I hope that you feel better soon. Welcome to the forum. I hope you check out "fibro 101" if you haven't already. It is full of all kinds of good information.

Hugs, Karen

oh yes - tried it....wasn't successful for me unfortunately. I re tried the melatonin and have had success with this...ive been on melatonin about 4 weeks now, might have to have a break from it soon - perhaps il re try the suntheanine as it might work the second time :o)

I work full time, but my dr. has me on work restriction, it doesn't really help though. It's killing me, I don't know how much longer I can do it. I was in running for a promotion to a desk job that would be a god send, but nepotism and discrimination cheated me out of that position... Sigh

I no longer work.. hope I am not forced to try again..

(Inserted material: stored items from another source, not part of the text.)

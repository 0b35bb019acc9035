//! Create the `users` table.
//!
//! Email carries the uniqueness constraint; deletes are hard deletes, so
//! there is no tombstone column.
use sea_orm_migration::{prelude::*, schema::*};

#[derive(DeriveMigrationName)]
pub struct Migration;

#[async_trait::async_trait]
impl MigrationTrait for Migration {
    async fn up(&self, manager: &SchemaManager) -> Result<(), DbErr> {
        manager
            .create_table(
                Table::create()
                    .table(Users::Table)
                    .if_not_exists()
                    .col(uuid(Users::Id).primary_key())
                    .col(string_len(Users::Name, 128).not_null())
                    .col(string_len(Users::Email, 255).unique_key().not_null())
                    .col(timestamp_with_time_zone(Users::CreatedAt).not_null())
                    .col(timestamp_with_time_zone(Users::UpdatedAt).not_null())
                    .to_owned(),
            )
            .await
    }

    async fn down(&self, manager: &SchemaManager) -> Result<(), DbErr> {
        manager.drop_table(Table::drop().table(Users::Table).to_owned()).await
    }
}

#[derive(DeriveIden)]
enum Users { Table, Id, Name, Email, CreatedAt, UpdatedAt }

did work for a couple of years after falling / developing fibro.. took a year to be diagnosed..

I was miserable the majority of the time. Work / therapy sometimes / then rested. That is all I did - anything extra, like grocery shopping, was a major event

learned to prioritize..
Am single &, often, too tired to even open a can or pkg, much less cook & clean up afterwards I went without eating.. 'fixed' that by, at least 2x a week I called ahead for a nice takeout meal.

Re: childcare - Avoided picking up little ones.. they will help by climbing into your lap AFTER you sit down..

observe everything you physically do & minimize

limited amount of toys available at given time (rotate bins of them) so less cleaning up..

Take care of yourself.. life will go on, just differently

I tried to keep working but my boss said I was doing poorly at managing my classroom. I was feeling terrible all of the time so I agreed reluctantly.
I know now I couldn't work well at a job if I had one.

Thanks AnnaBanana. Good luck with your gamble.